- _Required action_: Gather each line containing the string "AppState" from these entries.

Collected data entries
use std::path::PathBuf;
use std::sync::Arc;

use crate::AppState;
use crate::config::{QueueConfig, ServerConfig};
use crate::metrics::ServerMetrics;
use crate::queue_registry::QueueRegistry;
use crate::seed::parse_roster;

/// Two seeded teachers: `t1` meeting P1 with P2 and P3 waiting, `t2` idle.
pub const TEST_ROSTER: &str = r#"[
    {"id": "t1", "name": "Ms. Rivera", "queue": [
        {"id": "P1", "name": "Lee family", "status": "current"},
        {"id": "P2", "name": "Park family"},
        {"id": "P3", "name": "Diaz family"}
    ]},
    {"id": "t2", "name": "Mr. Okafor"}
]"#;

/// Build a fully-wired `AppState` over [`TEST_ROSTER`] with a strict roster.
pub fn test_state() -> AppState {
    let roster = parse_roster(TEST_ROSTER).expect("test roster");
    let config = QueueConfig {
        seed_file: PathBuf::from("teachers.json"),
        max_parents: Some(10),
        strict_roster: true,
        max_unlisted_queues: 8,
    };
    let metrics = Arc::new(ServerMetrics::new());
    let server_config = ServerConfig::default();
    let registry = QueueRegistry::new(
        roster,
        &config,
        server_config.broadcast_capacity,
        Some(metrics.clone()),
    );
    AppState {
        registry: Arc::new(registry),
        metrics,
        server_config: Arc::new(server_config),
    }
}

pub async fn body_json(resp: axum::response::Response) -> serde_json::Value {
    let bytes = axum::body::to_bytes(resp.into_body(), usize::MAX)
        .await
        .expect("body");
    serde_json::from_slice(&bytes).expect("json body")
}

--

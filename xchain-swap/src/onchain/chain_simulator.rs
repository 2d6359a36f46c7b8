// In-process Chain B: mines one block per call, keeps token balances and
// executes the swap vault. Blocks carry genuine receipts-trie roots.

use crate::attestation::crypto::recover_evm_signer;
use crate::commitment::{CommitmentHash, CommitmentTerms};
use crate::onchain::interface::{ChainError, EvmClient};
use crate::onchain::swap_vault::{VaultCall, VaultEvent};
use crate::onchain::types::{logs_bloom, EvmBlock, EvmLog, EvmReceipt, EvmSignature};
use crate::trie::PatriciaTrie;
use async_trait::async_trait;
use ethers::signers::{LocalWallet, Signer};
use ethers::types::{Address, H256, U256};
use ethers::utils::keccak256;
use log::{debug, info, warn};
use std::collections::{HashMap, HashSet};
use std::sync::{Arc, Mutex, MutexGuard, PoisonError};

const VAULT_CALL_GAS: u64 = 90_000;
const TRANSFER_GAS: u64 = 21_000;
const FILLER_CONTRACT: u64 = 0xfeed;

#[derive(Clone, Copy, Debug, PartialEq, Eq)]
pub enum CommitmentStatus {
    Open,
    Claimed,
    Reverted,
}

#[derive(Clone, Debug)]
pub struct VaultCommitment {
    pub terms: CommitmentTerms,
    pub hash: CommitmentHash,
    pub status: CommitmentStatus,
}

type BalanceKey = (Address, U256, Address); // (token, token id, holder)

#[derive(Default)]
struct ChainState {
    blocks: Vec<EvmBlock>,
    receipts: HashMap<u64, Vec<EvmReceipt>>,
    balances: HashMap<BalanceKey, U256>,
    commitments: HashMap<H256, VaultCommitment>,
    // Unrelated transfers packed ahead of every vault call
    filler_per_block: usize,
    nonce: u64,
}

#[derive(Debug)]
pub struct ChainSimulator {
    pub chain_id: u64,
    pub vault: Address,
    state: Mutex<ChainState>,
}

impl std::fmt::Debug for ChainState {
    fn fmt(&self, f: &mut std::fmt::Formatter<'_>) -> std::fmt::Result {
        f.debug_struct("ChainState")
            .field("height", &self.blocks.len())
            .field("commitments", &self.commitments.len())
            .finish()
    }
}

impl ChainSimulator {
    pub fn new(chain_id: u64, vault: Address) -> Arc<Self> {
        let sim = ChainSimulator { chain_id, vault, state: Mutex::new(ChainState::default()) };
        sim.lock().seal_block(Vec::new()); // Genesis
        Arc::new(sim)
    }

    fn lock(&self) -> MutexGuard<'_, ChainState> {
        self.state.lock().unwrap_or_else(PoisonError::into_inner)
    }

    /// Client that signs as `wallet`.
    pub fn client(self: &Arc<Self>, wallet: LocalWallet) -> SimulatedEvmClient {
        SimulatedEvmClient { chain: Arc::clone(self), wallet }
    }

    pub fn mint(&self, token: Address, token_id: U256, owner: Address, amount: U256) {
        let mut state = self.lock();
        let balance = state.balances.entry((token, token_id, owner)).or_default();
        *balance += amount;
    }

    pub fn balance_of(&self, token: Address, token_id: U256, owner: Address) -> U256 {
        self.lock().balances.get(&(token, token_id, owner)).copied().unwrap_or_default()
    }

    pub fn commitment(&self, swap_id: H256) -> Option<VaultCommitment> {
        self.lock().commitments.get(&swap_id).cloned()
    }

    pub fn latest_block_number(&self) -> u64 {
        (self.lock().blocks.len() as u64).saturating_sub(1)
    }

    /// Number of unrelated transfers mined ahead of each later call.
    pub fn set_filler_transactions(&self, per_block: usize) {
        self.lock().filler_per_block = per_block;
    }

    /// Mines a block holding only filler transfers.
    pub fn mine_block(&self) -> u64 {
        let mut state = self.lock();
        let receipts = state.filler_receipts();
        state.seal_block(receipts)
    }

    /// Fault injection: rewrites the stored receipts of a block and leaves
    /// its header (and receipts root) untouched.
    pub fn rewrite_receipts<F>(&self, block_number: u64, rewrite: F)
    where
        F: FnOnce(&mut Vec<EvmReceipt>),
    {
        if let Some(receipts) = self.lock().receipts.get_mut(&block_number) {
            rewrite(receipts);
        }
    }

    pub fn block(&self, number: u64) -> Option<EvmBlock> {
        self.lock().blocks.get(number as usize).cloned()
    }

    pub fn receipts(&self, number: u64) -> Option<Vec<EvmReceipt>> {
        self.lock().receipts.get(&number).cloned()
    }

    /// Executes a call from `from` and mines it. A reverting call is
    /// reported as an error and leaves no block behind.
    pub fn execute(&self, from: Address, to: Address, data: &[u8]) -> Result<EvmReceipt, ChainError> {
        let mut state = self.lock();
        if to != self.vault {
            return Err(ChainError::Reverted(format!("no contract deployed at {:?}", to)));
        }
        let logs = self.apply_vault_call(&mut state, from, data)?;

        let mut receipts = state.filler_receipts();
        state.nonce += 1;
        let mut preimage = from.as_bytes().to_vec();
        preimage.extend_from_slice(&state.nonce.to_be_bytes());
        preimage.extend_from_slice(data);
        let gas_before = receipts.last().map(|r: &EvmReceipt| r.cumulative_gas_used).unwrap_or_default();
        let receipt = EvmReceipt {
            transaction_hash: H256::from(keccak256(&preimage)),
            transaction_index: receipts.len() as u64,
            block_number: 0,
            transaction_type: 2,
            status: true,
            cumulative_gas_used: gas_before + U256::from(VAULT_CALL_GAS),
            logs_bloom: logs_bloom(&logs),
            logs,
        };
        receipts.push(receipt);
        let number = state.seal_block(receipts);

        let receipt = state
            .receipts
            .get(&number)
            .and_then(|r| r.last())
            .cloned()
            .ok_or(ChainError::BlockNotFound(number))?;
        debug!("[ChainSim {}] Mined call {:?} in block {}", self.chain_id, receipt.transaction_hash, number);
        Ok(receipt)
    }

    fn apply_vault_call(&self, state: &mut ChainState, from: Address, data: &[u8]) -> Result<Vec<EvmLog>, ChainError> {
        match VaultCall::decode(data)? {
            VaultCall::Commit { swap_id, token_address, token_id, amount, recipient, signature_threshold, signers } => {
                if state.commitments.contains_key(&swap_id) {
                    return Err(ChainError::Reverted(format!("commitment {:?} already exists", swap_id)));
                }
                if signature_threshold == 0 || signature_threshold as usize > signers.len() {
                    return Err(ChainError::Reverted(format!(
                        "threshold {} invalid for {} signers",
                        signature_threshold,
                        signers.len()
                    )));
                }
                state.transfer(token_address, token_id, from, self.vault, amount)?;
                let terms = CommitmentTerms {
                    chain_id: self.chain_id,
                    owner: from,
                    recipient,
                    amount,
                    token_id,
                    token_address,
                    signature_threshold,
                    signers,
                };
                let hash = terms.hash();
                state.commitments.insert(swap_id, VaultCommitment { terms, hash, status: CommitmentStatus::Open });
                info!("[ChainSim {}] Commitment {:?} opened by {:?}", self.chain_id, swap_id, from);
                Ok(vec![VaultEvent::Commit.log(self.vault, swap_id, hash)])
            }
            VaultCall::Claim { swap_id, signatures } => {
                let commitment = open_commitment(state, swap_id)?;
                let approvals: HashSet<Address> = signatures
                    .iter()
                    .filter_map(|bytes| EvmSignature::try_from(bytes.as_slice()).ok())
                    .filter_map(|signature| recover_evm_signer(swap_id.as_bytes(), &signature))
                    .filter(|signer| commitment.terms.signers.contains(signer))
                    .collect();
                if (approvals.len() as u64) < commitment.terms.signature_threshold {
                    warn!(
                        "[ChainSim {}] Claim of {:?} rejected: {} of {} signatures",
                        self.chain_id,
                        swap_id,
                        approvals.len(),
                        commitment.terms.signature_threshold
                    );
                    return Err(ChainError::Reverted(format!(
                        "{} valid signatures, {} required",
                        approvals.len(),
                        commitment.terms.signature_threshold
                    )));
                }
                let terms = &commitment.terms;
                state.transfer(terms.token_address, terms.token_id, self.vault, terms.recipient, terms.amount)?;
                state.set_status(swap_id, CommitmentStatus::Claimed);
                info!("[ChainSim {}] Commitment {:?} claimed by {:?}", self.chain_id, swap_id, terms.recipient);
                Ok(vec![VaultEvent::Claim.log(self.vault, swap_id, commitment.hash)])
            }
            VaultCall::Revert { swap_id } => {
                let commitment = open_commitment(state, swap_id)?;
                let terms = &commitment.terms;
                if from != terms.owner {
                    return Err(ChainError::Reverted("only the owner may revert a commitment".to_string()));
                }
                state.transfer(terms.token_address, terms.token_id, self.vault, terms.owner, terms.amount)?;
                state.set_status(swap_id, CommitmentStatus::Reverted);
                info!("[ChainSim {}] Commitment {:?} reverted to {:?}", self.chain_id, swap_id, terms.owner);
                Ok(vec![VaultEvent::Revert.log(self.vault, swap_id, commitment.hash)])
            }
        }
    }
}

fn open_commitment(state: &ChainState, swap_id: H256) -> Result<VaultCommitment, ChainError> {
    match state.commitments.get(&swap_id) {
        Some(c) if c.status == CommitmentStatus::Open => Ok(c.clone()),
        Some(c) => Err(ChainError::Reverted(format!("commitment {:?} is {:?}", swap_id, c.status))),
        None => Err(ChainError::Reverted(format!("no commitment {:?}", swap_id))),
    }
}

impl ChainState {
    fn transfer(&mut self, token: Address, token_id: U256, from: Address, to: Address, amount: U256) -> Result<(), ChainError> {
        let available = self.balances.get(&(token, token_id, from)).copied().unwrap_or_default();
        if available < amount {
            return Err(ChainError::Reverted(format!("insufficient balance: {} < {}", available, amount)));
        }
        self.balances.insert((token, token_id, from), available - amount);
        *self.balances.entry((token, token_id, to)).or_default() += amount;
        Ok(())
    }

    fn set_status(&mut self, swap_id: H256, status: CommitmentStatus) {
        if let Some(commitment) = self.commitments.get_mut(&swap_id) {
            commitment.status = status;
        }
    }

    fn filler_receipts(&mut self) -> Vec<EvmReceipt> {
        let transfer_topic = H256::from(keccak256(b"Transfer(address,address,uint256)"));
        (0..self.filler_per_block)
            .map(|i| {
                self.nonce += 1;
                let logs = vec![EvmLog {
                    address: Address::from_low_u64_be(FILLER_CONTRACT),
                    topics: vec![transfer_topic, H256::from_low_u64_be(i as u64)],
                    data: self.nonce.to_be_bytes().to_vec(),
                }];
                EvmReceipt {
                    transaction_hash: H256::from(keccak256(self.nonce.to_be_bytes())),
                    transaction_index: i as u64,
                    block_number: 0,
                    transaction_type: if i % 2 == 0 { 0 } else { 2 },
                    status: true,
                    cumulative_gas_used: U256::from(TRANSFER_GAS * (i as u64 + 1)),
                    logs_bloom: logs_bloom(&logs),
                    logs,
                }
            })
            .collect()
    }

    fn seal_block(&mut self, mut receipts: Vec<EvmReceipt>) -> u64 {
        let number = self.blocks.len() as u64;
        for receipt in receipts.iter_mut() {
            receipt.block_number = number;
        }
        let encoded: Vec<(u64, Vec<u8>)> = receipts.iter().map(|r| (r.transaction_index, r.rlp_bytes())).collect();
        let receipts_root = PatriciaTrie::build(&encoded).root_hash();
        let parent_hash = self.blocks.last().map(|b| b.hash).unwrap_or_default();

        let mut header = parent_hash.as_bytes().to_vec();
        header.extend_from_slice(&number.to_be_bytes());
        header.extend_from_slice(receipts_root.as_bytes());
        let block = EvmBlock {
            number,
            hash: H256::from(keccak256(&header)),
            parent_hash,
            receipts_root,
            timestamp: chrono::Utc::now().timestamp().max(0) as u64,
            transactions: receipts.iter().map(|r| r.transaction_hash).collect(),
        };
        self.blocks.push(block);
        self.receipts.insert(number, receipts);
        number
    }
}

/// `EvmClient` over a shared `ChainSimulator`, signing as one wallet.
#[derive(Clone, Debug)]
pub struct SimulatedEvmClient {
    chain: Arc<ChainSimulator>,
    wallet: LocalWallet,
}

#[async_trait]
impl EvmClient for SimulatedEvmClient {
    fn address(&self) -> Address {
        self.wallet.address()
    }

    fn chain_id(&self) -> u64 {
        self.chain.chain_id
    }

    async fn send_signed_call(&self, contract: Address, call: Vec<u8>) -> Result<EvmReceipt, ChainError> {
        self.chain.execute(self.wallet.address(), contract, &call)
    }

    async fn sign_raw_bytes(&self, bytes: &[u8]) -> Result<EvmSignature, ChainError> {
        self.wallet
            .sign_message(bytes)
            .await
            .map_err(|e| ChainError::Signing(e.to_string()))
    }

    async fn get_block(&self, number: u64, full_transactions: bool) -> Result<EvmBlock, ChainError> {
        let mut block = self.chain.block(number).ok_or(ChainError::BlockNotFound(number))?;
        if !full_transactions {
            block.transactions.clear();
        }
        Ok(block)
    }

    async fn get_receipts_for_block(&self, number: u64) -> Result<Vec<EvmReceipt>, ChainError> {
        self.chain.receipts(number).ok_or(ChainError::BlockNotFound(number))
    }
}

- _Finished task_:
use crate::AppState;
/// Build a fully-wired `AppState` over [`TEST_ROSTER`] with a strict roster.
pub fn test_state() -> AppState {
    AppState {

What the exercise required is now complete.